Gordon Brown's speech on the global economy yesterday contained a very interesting section on the dangers of deglobilisation (it starts at 11.30 on the video clip, if you don't want to watch the whole thing).
The traditional worry is that during tough economic times trade and investment barriers are put up - this was what the G20 leaders sought to address through a standstill clause in the G20 Washington Summit communiqué in November. The WTO has been collecting data in the interim looking at recent instances of countries raising barriers: the 'periodic reports on global trade trends' referred to by Pascal Lamy during a speech at the Department of International Development last week. The hope is that scrutiny and some powerful arguments about the negative economic and public policy impacts of traditional protectionist measures will stop them in their tracks.
A different, and more subtle, threat is of government and corporate behaviours that, taken together, have the potential to balkanize the global economy. The most stark example is in capital markets, where financial markets (often nudged this way by politicians) have retrenched to the familiarity of their home markets. In the most globilised of sectors, countries' borders matter again. Similarly, as governments put in place fiscal stimulus packages and intervene to support individual sectors, the focus will inevitably be on the domestic market. Unfortunately you can easily imagine the net effect being the partial fragmentation of the global economy without governments touching tariffs on foreign investment rules. Food for thought in the snowfields of Davos and during the run-up to the London G20 Summit in April.
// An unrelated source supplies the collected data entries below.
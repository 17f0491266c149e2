use axum::{Extension, Router, middleware, routing::get};
use axum_test::TestServer;
use board_api::application::authz::{AllowedRoles, is_authorized};
use board_api::application::middleware::{
    AuthenticatedUser, CurrentUser, ExpectedHost, host_checker, is_authenticated,
};
use core_lib::domain::user::{Role, UserStatus};
use http::{HeaderName, HeaderValue, StatusCode};

async fn ok() -> &'static str {
    "OK"
}

fn user_with_role(role: Role) -> CurrentUser {
    CurrentUser(AuthenticatedUser {
        user_id: 2,
        tenant_id: 1,
        name: "Arya Stark".to_string(),
        email: "arya.stark@got.com".to_string(),
        role,
        status: UserStatus::Active,
    })
}

fn server(router: Router) -> TestServer {
    TestServer::new(router).expect("Failed to create TestServer")
}

#[tokio::test]
async fn test_is_authorized_allows_role_in_set() {
    let app = Router::new()
        .route("/", get(ok))
        .route_layer(middleware::from_fn_with_state(
            AllowedRoles::new(&[Role::Administrator, Role::Member]),
            is_authorized,
        ))
        .layer(Extension(user_with_role(Role::Member)));

    let res = server(app).get("/").await;
    assert_eq!(res.status_code(), StatusCode::OK);
    assert_eq!(res.text(), "OK");
}

#[tokio::test]
async fn test_is_authorized_rejects_role_outside_set() {
    let app = Router::new()
        .route("/", get(ok))
        .route_layer(middleware::from_fn_with_state(
            AllowedRoles::new(&[Role::Administrator, Role::Member]),
            is_authorized,
        ))
        .layer(Extension(user_with_role(Role::Visitor)));

    let res = server(app).get("/").await;
    assert_eq!(res.status_code(), StatusCode::FORBIDDEN);
}

#[tokio::test]
async fn test_is_authorized_rejects_anonymous() {
    let app = Router::new().route("/", get(ok)).route_layer(middleware::from_fn_with_state(
        AllowedRoles::new(&Role::ALL),
        is_authorized,
    ));

    let res = server(app).get("/").await;
    assert_eq!(res.status_code(), StatusCode::FORBIDDEN);
}

#[tokio::test]
async fn test_is_authenticated_with_user() {
    let app = Router::new()
        .route("/", get(ok))
        .route_layer(middleware::from_fn(is_authenticated))
        .layer(Extension(user_with_role(Role::Visitor)));

    let res = server(app).get("/").await;
    assert_eq!(res.status_code(), StatusCode::OK);
}

#[tokio::test]
async fn test_is_authenticated_without_user() {
    let app = Router::new()
        .route("/", get(ok))
        .route_layer(middleware::from_fn(is_authenticated));

    let res = server(app).get("/").await;
    assert_eq!(res.status_code(), StatusCode::FORBIDDEN);
}

fn host_checked_app() -> TestServer {
    let app = Router::new().route("/", get(ok)).route_layer(middleware::from_fn_with_state(
        ExpectedHost::new("http://login.test.example.com"),
        host_checker,
    ));
    server(app)
}

#[tokio::test]
async fn test_host_checker_same_host() {
    let res = host_checked_app()
        .get("/")
        .add_header(
            HeaderName::from_static("host"),
            HeaderValue::from_static("login.test.example.com"),
        )
        .await;
    assert_eq!(res.status_code(), StatusCode::OK);
}

#[tokio::test]
async fn test_host_checker_different_host() {
    let res = host_checked_app()
        .get("/")
        .add_header(
            HeaderName::from_static("host"),
            HeaderValue::from_static("demo.test.example.com"),
        )
        .await;
    assert_eq!(res.status_code(), StatusCode::BAD_REQUEST);
}

#[tokio::test]
async fn test_guards_compose_in_order() {
    // Host mismatch wins over a missing user
    let app = Router::new()
        .route("/", get(ok))
        .route_layer(middleware::from_fn_with_state(
            AllowedRoles::new(&[Role::Administrator]),
            is_authorized,
        ))
        .route_layer(middleware::from_fn(is_authenticated))
        .route_layer(middleware::from_fn_with_state(
            ExpectedHost::new("login.test.example.com"),
            host_checker,
        ));
    let server = server(app);

    let wrong_host = server
        .get("/")
        .add_header(HeaderName::from_static("host"), HeaderValue::from_static("evil.com"))
        .await;
    assert_eq!(wrong_host.status_code(), StatusCode::BAD_REQUEST);

    let anonymous = server
        .get("/")
        .add_header(
            HeaderName::from_static("host"),
            HeaderValue::from_static("login.test.example.com"),
        )
        .await;
    assert_eq!(anonymous.status_code(), StatusCode::FORBIDDEN);
}
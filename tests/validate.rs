//! End-to-end validation tests.
//!
//! Exercises the engine through its public surface: registration, sequential
//! AND composition with short-circuit, async checks, and the composite
//! factories over the primitive catalogue.

use std::sync::Arc;
use std::sync::atomic::{AtomicUsize, Ordering};
use std::time::Duration;

use futures::FutureExt;
use scrutiny::{
    RegisterError, Scrutiny, ValidationError, Value, array_of, async_check_fn, check_fn, object_of,
    one_of, one_of_type, shape,
};

fn veggie_check() -> scrutiny::CheckRef {
    check_fn(|value| match value {
        Value::String(s) if ["potato", "tomato"].contains(&s.as_str()) => Ok(()),
        _ => Err(ValidationError::new("not a veggie").into()),
    })
}

fn fruit_check() -> scrutiny::CheckRef {
    check_fn(|value| match value {
        Value::String(s) if ["apple", "orange", "banana", "tomato"].contains(&s.as_str()) => Ok(()),
        _ => Err(ValidationError::new("not a fruit").into()),
    })
}

#[test]
fn test_register_and_look_up_user_checks() {
    let mut engine = Scrutiny::new();
    engine.register("veggie", veggie_check()).unwrap();
    engine.register("fruit", fruit_check()).unwrap();

    assert!(engine.check("veggie").is_some());
    assert!(engine.check("fruit").is_some());
    assert!(engine.check("mineral").is_none());
}

#[test]
fn test_checks_of_different_instances_never_mix() {
    let mut instance1 = Scrutiny::new();
    let mut instance2 = Scrutiny::new();

    instance1.register("type1", check_fn(|_| Ok(()))).unwrap();
    instance2.register("type2", check_fn(|_| Ok(()))).unwrap();

    assert!(instance1.check("type1").is_some() && instance1.check("type2").is_none());
    assert!(instance2.check("type2").is_some() && instance2.check("type1").is_none());
}

#[test]
fn test_register_rejects_blank_name() {
    let mut engine = Scrutiny::new();
    let err = engine.register("", check_fn(|_| Ok(()))).unwrap_err();
    assert!(matches!(err, RegisterError::InvalidArgument(_)));
}

#[tokio::test]
async fn test_register_and_validate_and_composition() {
    let mut engine = Scrutiny::new();
    engine.register("veggie", veggie_check()).unwrap();
    engine.register("fruit", fruit_check()).unwrap();

    let veggie = engine.check("veggie").unwrap();
    let fruit = engine.check("fruit").unwrap();

    let err = engine
        .validate(&Value::from("water"), &[veggie.clone()])
        .await
        .unwrap_err();
    assert_eq!(err.to_string(), "not a veggie");

    engine
        .validate(&Value::from("tomato"), &[veggie.clone()])
        .await
        .unwrap();

    // AND composition: fruit passes, then veggie fails.
    let err = engine
        .validate(&Value::from("apple"), &[fruit.clone(), veggie.clone()])
        .await
        .unwrap_err();
    assert_eq!(err.to_string(), "not a veggie");

    // First failure wins: potato is a veggie but not a fruit.
    let err = engine
        .validate(&Value::from("potato"), &[fruit.clone(), veggie.clone()])
        .await
        .unwrap_err();
    assert_eq!(err.to_string(), "not a fruit");

    let outcome = engine
        .validate(&Value::from("tomato"), &[fruit, veggie])
        .await
        .unwrap();
    assert_eq!(outcome, Value::from("tomato"));
}

#[tokio::test]
async fn test_second_check_never_runs_after_first_failure() {
    let engine = Scrutiny::new();
    let failing = check_fn(|_| Err(ValidationError::new("first").into()));

    let calls = Arc::new(AtomicUsize::new(0));
    let probe = calls.clone();
    let counting = check_fn(move |_| {
        probe.fetch_add(1, Ordering::SeqCst);
        Err(ValidationError::new("second").into())
    });

    let err = engine
        .validate(&Value::from("thing"), &[failing, counting])
        .await
        .unwrap_err();
    assert_eq!(err.to_string(), "first");
    assert_eq!(calls.load(Ordering::SeqCst), 0);
}

#[tokio::test]
async fn test_async_check_passes_after_delay() {
    let engine = Scrutiny::new();
    let delayed = async_check_fn(|_| {
        async {
            tokio::time::sleep(Duration::from_millis(5)).await;
            Ok(())
        }
        .boxed()
    });

    let thing = Value::from("thing");
    let outcome = engine.validate(&thing, &[delayed]).await.unwrap();
    assert_eq!(outcome, thing);
}

#[tokio::test]
async fn test_async_rejection_propagates_unchanged() {
    let engine = Scrutiny::new();
    let delayed_failure = async_check_fn(|_| {
        async {
            tokio::time::sleep(Duration::from_millis(5)).await;
            Err(ValidationError::new("its wrong").into())
        }
        .boxed()
    });

    let err = engine
        .validate(&Value::from("shoot"), &[delayed_failure])
        .await
        .unwrap_err();
    assert_eq!(
        err.downcast_ref::<ValidationError>().unwrap().message(),
        "its wrong"
    );
}

#[tokio::test]
async fn test_user_error_type_survives_the_round_trip() {
    #[derive(Debug, thiserror::Error)]
    #[error("the check itself broke")]
    struct Malfunction;

    let engine = Scrutiny::new();
    let broken = check_fn(|_| Err(Malfunction.into()));

    let err = engine.validate(&Value::Null, &[broken]).await.unwrap_err();
    assert!(err.downcast_ref::<Malfunction>().is_some());
    assert!(err.downcast_ref::<ValidationError>().is_none());
}

#[tokio::test]
async fn test_primitive_checks_through_the_engine() {
    let engine = Scrutiny::new();
    let string = engine.check("string").unwrap();
    let number = engine.check("number").unwrap();
    let object = engine.check("object").unwrap();
    let array = engine.check("array").unwrap();

    let name = Value::from("john snow");
    assert_eq!(engine.validate(&name, &[string.clone()]).await.unwrap(), name);
    assert_eq!(
        engine.validate(&Value::Null, &[string]).await.unwrap_err().to_string(),
        "not a string"
    );

    assert!(engine.validate(&Value::from(108), &[number.clone()]).await.is_ok());
    assert_eq!(
        engine
            .validate(&Value::Number(f64::NAN), &[number])
            .await
            .unwrap_err()
            .to_string(),
        "not a number"
    );

    assert!(engine.validate(&Value::from(543), &[object.clone()]).await.is_err());
    assert!(engine.validate(&Value::Null, &[object]).await.is_err());

    let array_like = Value::object([
        ("0", Value::from("a")),
        ("1", Value::from("b")),
        ("length", Value::from(2)),
    ]);
    assert_eq!(
        engine.validate(&array_like, &[array]).await.unwrap_err().to_string(),
        "not an array"
    );
}

#[tokio::test]
async fn test_composites_through_the_engine() {
    let engine = Scrutiny::new();
    let string = engine.check("string").unwrap();
    let number = engine.check("number").unwrap();

    let fruit = one_of(vec![Value::from("apple"), Value::from("banana")]);
    assert!(engine.validate(&Value::from("apple"), &[fruit.clone()]).await.is_ok());
    assert!(engine.validate(&Value::from("orange"), &[fruit]).await.is_err());

    let numbers = array_of(number.clone());
    let ok = Value::Array(vec![Value::from(1), Value::from(2), Value::from(3)]);
    let bad = Value::Array(vec![Value::from("a"), Value::from("b")]);
    assert!(engine.validate(&ok, &[numbers.clone()]).await.is_ok());
    assert!(engine.validate(&bad, &[numbers]).await.is_err());

    let string_props = object_of(string.clone());
    let bad = Value::object([("items", Value::from(3))]);
    assert!(engine.validate(&bad, &[string_props]).await.is_err());

    let num_or_string = one_of_type(vec![number, string.clone()]);
    assert!(engine.validate(&Value::from("boo"), &[num_or_string.clone()]).await.is_ok());
    assert!(engine.validate(&Value::from(123), &[num_or_string.clone()]).await.is_ok());
    assert!(
        engine
            .validate(&Value::object::<&str, _>([]), &[num_or_string])
            .await
            .is_err()
    );

    let hero = shape(vec![
        ("name", string.clone()),
        ("enemies", array_of(string)),
    ]);
    let flash = Value::object([
        ("name", Value::from("Flash")),
        (
            "enemies",
            Value::Array(vec![Value::from("Zoom"), Value::from("Grodd")]),
        ),
        ("rating", Value::from(5)),
    ]);
    assert!(engine.validate(&flash, &[hero.clone()]).await.is_ok());

    let batman = Value::object([("name", Value::from("Batman"))]);
    assert_eq!(
        engine.validate(&batman, &[hero]).await.unwrap_err().to_string(),
        "doesn't match the shape"
    );
}

#[tokio::test]
async fn test_validating_decoded_json() {
    let mut engine = Scrutiny::new();
    engine.register("fruit", fruit_check()).unwrap();

    let json: serde_json::Value = serde_json::from_str(r#""banana""#).unwrap();
    let value = Value::from(json);
    let outcome = engine
        .validate(&value, &[engine.check("fruit").unwrap()])
        .await
        .unwrap();
    assert_eq!(outcome, Value::from("banana"));
}

#[tokio::test]
async fn test_concurrent_validate_calls_share_one_engine() {
    let mut engine = Scrutiny::new();
    engine.register("veggie", veggie_check()).unwrap();
    let engine = Arc::new(engine);

    let mut handles = Vec::new();
    for input in ["potato", "tomato", "water"] {
        let engine = engine.clone();
        handles.push(tokio::spawn(async move {
            let check = engine.check("veggie").unwrap();
            engine.validate(&Value::from(input), &[check]).await.is_ok()
        }));
    }

    let outcomes: Vec<bool> = futures::future::join_all(handles)
        .await
        .into_iter()
        .map(|joined| joined.unwrap())
        .collect();
    assert_eq!(outcomes, vec![true, true, false]);
}
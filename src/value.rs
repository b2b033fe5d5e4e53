//! Dynamic runtime values.
//!
//! Checks validate a [`Value`], an owned dynamic representation of the kinds
//! of data a caller may hand to the engine: the absence sentinel, null,
//! booleans, IEEE-754 numbers, strings, arrays, string-keyed objects, and
//! opaque host functions.

use std::collections::BTreeMap;
use std::fmt;
use std::sync::Arc;

/// A host function carried inside a [`Value`].
///
/// Validation only ever asks "is this callable?", so the signature is a
/// deliberately generic variadic one and equality is identity, not behavior.
pub type FuncValue = Arc<dyn Fn(&[Value]) -> Value + Send + Sync>;

/// A runtime value under validation.
#[derive(Clone)]
pub enum Value {
    /// The absence sentinel. Distinct from `Null` and from `Number(NaN)`.
    Undef,
    /// The null value.
    Null,
    /// A boolean.
    Bool(bool),
    /// A number. `Number(NaN)` is a valid value that fails the `number` check.
    Number(f64),
    /// A textual value.
    String(String),
    /// A true ordered sequence. An object with numeric keys and a `length`
    /// property is still an object, never an array.
    Array(Vec<Value>),
    /// A string-keyed structure with deterministic (sorted) key order.
    Object(BTreeMap<String, Value>),
    /// A callable host value.
    Func(FuncValue),
}

impl Value {
    /// Build an object value from key/value entries.
    pub fn object<K, I>(entries: I) -> Self
    where
        K: Into<String>,
        I: IntoIterator<Item = (K, Value)>,
    {
        Value::Object(entries.into_iter().map(|(k, v)| (k.into(), v)).collect())
    }

    /// Wrap a host function.
    pub fn func<F>(f: F) -> Self
    where
        F: Fn(&[Value]) -> Value + Send + Sync + 'static,
    {
        Value::Func(Arc::new(f))
    }
}

impl PartialEq for Value {
    /// Exact-match equality: structural for data variants (with IEEE-754
    /// semantics for numbers, so `NaN != NaN`), identity for functions.
    /// There is no cross-variant coercion.
    fn eq(&self, other: &Self) -> bool {
        match (self, other) {
            (Value::Undef, Value::Undef) => true,
            (Value::Null, Value::Null) => true,
            (Value::Bool(a), Value::Bool(b)) => a == b,
            (Value::Number(a), Value::Number(b)) => a == b,
            (Value::String(a), Value::String(b)) => a == b,
            (Value::Array(a), Value::Array(b)) => a == b,
            (Value::Object(a), Value::Object(b)) => a == b,
            (Value::Func(a), Value::Func(b)) => Arc::ptr_eq(a, b),
            _ => false,
        }
    }
}

impl fmt::Debug for Value {
    fn fmt(&self, f: &mut fmt::Formatter<'_>) -> fmt::Result {
        match self {
            Value::Undef => f.write_str("Undef"),
            Value::Null => f.write_str("Null"),
            Value::Bool(b) => f.debug_tuple("Bool").field(b).finish(),
            Value::Number(n) => f.debug_tuple("Number").field(n).finish(),
            Value::String(s) => f.debug_tuple("String").field(s).finish(),
            Value::Array(items) => f.debug_tuple("Array").field(items).finish(),
            Value::Object(props) => f.debug_tuple("Object").field(props).finish(),
            Value::Func(_) => f.write_str("Func(..)"),
        }
    }
}

impl From<&str> for Value {
    fn from(s: &str) -> Self {
        Value::String(s.to_string())
    }
}

impl From<String> for Value {
    fn from(s: String) -> Self {
        Value::String(s)
    }
}

impl From<bool> for Value {
    fn from(b: bool) -> Self {
        Value::Bool(b)
    }
}

impl From<f64> for Value {
    fn from(n: f64) -> Self {
        Value::Number(n)
    }
}

impl From<i64> for Value {
    fn from(n: i64) -> Self {
        Value::Number(n as f64)
    }
}

impl From<i32> for Value {
    fn from(n: i32) -> Self {
        Value::Number(f64::from(n))
    }
}

impl From<Vec<Value>> for Value {
    fn from(items: Vec<Value>) -> Self {
        Value::Array(items)
    }
}

impl From<serde_json::Value> for Value {
    /// Bridge decoded JSON into the validation value model. JSON has no
    /// undefined or function values, so the mapping is total.
    fn from(json: serde_json::Value) -> Self {
        match json {
            serde_json::Value::Null => Value::Null,
            serde_json::Value::Bool(b) => Value::Bool(b),
            serde_json::Value::Number(n) => Value::Number(n.as_f64().unwrap_or(f64::NAN)),
            serde_json::Value::String(s) => Value::String(s),
            serde_json::Value::Array(items) => {
                Value::Array(items.into_iter().map(Value::from).collect())
            }
            serde_json::Value::Object(props) => {
                Value::Object(props.into_iter().map(|(k, v)| (k, v.into())).collect())
            }
        }
    }
}
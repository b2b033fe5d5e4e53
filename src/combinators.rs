//! Composite check factories.
//!
//! Higher-order checks built from existing checks: union-of-values
//! ([`one_of`]), element-wise array ([`array_of`]), element-wise object
//! ([`object_of`]), alternatives ([`one_of_type`]), and structural shape
//! ([`shape`]).
//!
//! Composites trade diagnostic detail for stable messages: inner-check
//! errors are discarded and each composite fails with its own generic
//! [`ValidationError`], never disclosing which element, property, or
//! alternative failed. Inner evaluation is sequential and short-circuits on
//! the first failure, mirroring the orchestrator's own contract.

use std::sync::Arc;

use async_trait::async_trait;

use crate::check::{Check, CheckRef, CheckResult};
use crate::error::ValidationError;
use crate::value::Value;

/// A check that passes iff the value equals one of `values`.
///
/// Membership uses [`Value`] equality: exact match, no coercion, order of
/// `values` irrelevant.
pub fn one_of(values: Vec<Value>) -> CheckRef {
    Arc::new(OneOf { values })
}

struct OneOf {
    values: Vec<Value>,
}

#[async_trait]
impl Check for OneOf {
    async fn run(&self, value: &Value) -> CheckResult {
        if self.values.iter().any(|allowed| allowed == value) {
            Ok(())
        } else {
            Err(ValidationError::new("not one of the values").into())
        }
    }
}

/// A check that passes iff the value is an array whose every element passes
/// `inner`. Elements run left-to-right with first-failure short-circuit;
/// `inner` may itself be synchronous or asynchronous.
pub fn array_of(inner: CheckRef) -> CheckRef {
    Arc::new(ArrayOf { inner })
}

struct ArrayOf {
    inner: CheckRef,
}

impl ArrayOf {
    const MESSAGE: &'static str = "not an array of items passing the check";
}

#[async_trait]
impl Check for ArrayOf {
    async fn run(&self, value: &Value) -> CheckResult {
        let Value::Array(items) = value else {
            return Err(ValidationError::new(Self::MESSAGE).into());
        };
        for item in items {
            if self.inner.run(item).await.is_err() {
                return Err(ValidationError::new(Self::MESSAGE).into());
            }
        }
        Ok(())
    }
}

/// A check that passes iff the value is an object whose every property value
/// passes `inner`, in deterministic key order with first-failure
/// short-circuit.
pub fn object_of(inner: CheckRef) -> CheckRef {
    Arc::new(ObjectOf { inner })
}

struct ObjectOf {
    inner: CheckRef,
}

impl ObjectOf {
    const MESSAGE: &'static str = "not an object of property values passing the check";
}

#[async_trait]
impl Check for ObjectOf {
    async fn run(&self, value: &Value) -> CheckResult {
        let Value::Object(props) = value else {
            return Err(ValidationError::new(Self::MESSAGE).into());
        };
        for prop in props.values() {
            if self.inner.run(prop).await.is_err() {
                return Err(ValidationError::new(Self::MESSAGE).into());
            }
        }
        Ok(())
    }
}

/// A check with OR semantics: passes iff the value passes at least one of
/// `checks`, tried in order, stopping at the first success. Per-alternative
/// errors are discarded.
pub fn one_of_type(checks: Vec<CheckRef>) -> CheckRef {
    Arc::new(OneOfType { checks })
}

struct OneOfType {
    checks: Vec<CheckRef>,
}

#[async_trait]
impl Check for OneOfType {
    async fn run(&self, value: &Value) -> CheckResult {
        for check in &self.checks {
            if check.run(value).await.is_ok() {
                return Ok(());
            }
        }
        Err(ValidationError::new("doesn't pass any of the checks").into())
    }
}

/// A structural check: the value must be an object and, for every
/// `(key, check)` entry of the descriptor in declaration order, the named
/// property must pass its check. An absent property is checked as
/// [`Value::Undef`], so a required key can only be satisfied by a check that
/// accepts undefined. Keys on the value that the descriptor does not mention
/// are ignored (open shape).
pub fn shape<K>(fields: Vec<(K, CheckRef)>) -> CheckRef
where
    K: Into<String>,
{
    Arc::new(Shape {
        fields: fields.into_iter().map(|(k, c)| (k.into(), c)).collect(),
    })
}

struct Shape {
    fields: Vec<(String, CheckRef)>,
}

impl Shape {
    const MESSAGE: &'static str = "doesn't match the shape";
}

#[async_trait]
impl Check for Shape {
    async fn run(&self, value: &Value) -> CheckResult {
        let Value::Object(props) = value else {
            return Err(ValidationError::new(Self::MESSAGE).into());
        };
        for (key, check) in &self.fields {
            let prop = props.get(key).unwrap_or(&Value::Undef);
            if check.run(prop).await.is_err() {
                return Err(ValidationError::new(Self::MESSAGE).into());
            }
        }
        Ok(())
    }
}
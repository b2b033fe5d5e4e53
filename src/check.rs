//! The check contract.
//!
//! A check is a predicate over one [`Value`]. Three call disciplines exist in
//! the wild: finish synchronously and pass, fail synchronously with an error,
//! or defer the verdict behind a future. The [`Check`] trait collapses all
//! three into one asynchronous contract, so the orchestrator only ever sees
//! a single settled `Result` per check.

use std::sync::Arc;

use async_trait::async_trait;
use futures::future::BoxFuture;

use crate::value::Value;

/// The open error channel out of checks. Primitive and composite checks fail
/// with [`ValidationError`](crate::ValidationError); user checks may fail with
/// anything. The box is propagated unchanged, never rewrapped.
pub type CheckError = Box<dyn std::error::Error + Send + Sync>;

/// Outcome of running one check against one value.
pub type CheckResult = Result<(), CheckError>;

/// A shared, immutable handle to a check. Registries, composites, and
/// `validate` calls all hold checks through this type.
pub type CheckRef = Arc<dyn Check>;

/// A predicate over one value, synchronous or asynchronous.
///
/// Checks must not mutate the value under test (the signature enforces it)
/// and have no required side effects, so one check may be run concurrently
/// against many values.
#[async_trait]
pub trait Check: Send + Sync {
    /// Run the check. `Ok(())` is a pass; any `Err` is a failure that
    /// short-circuits the enclosing validation.
    async fn run(&self, value: &Value) -> CheckResult;
}

struct FnCheck<F>(F);

#[async_trait]
impl<F> Check for FnCheck<F>
where
    F: Fn(&Value) -> CheckResult + Send + Sync,
{
    async fn run(&self, value: &Value) -> CheckResult {
        (self.0)(value)
    }
}

/// Wrap a synchronous predicate closure as a check.
///
/// ```
/// use scrutiny::{check_fn, ValidationError, Value};
///
/// let veggie = check_fn(|value| match value {
///     Value::String(s) if s == "potato" || s == "tomato" => Ok(()),
///     _ => Err(ValidationError::new("not a veggie").into()),
/// });
/// ```
pub fn check_fn<F>(f: F) -> CheckRef
where
    F: Fn(&Value) -> CheckResult + Send + Sync + 'static,
{
    Arc::new(FnCheck(f))
}

struct AsyncFnCheck<F>(F);

#[async_trait]
impl<F> Check for AsyncFnCheck<F>
where
    F: Fn(&Value) -> BoxFuture<'static, CheckResult> + Send + Sync,
{
    async fn run(&self, value: &Value) -> CheckResult {
        (self.0)(value).await
    }
}

/// Wrap a closure returning a boxed future as an asynchronous check.
///
/// The future must be `'static`, so the closure clones whatever it needs out
/// of the borrowed value before deferring.
pub fn async_check_fn<F>(f: F) -> CheckRef
where
    F: Fn(&Value) -> BoxFuture<'static, CheckResult> + Send + Sync + 'static,
{
    Arc::new(AsyncFnCheck(f))
}
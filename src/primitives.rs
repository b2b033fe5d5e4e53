//! The fixed catalogue of primitive checks.
//!
//! Installed into every new engine's registry at construction under fixed
//! names. All are synchronous and fail with a [`ValidationError`] naming the
//! expected kind.

use std::collections::HashMap;

use crate::check::{CheckRef, check_fn};
use crate::error::ValidationError;
use crate::value::Value;

fn primitive(matches: fn(&Value) -> bool, message: &'static str) -> CheckRef {
    check_fn(move |value| {
        if matches(value) {
            Ok(())
        } else {
            Err(ValidationError::new(message).into())
        }
    })
}

/// Populate `registry` with the primitive checks.
pub(crate) fn install(registry: &mut HashMap<String, CheckRef>) {
    registry.insert(
        "undef".to_string(),
        primitive(|v| matches!(v, Value::Undef), "not undefined"),
    );
    registry.insert(
        "string".to_string(),
        primitive(|v| matches!(v, Value::String(_)), "not a string"),
    );
    registry.insert(
        "bool".to_string(),
        primitive(|v| matches!(v, Value::Bool(_)), "not a boolean"),
    );
    // NaN is numeric in representation only.
    registry.insert(
        "number".to_string(),
        primitive(
            |v| matches!(v, Value::Number(n) if !n.is_nan()),
            "not a number",
        ),
    );
    registry.insert(
        "func".to_string(),
        primitive(|v| matches!(v, Value::Func(_)), "not a function"),
    );
    registry.insert(
        "array".to_string(),
        primitive(|v| matches!(v, Value::Array(_)), "not an array"),
    );
    registry.insert(
        "object".to_string(),
        primitive(|v| matches!(v, Value::Object(_)), "not an object"),
    );
}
Posted at 14:31 27 January 2009 by Oliver Griffiths | Comments[0]
As we all wrestle with policy responses to the financial crisis, one of the dangers is that failings in financial regulation are somehow seen as repudiating the economic and philosophical bases of Anglo-Saxon capitalism. But we need to be careful. How to regulate structured financial products - which, at least in their recent scope, are a new phenomenon - is a very different question from whether to keep borders open to international trade. The latter is an old debate and one that free traders feel that they have won twice before - first in the UK in the 1840s and second after the second world war. Comparisons between the current times and the Great Depression are already starting to feel hackneyed. But it is worth remembering how border restrictions ushered in by the Smoot-Hawley Tariff Act of 1930 stemmed trade flows and deepened the recession. US exports plummeted from $5bn in 1929 to $1.6bn in 1933.
I spoke with someone from the WTO Secretariat recently about my concerns of brand contamination between the financial crisis and trade liberalisation. His view was that, since its inception, the GATT / WTO has been about setting parameters for international trade, with many painful negotiations over the appropriate rules of the multilateral trade road, rather than letting unregulated markets rip.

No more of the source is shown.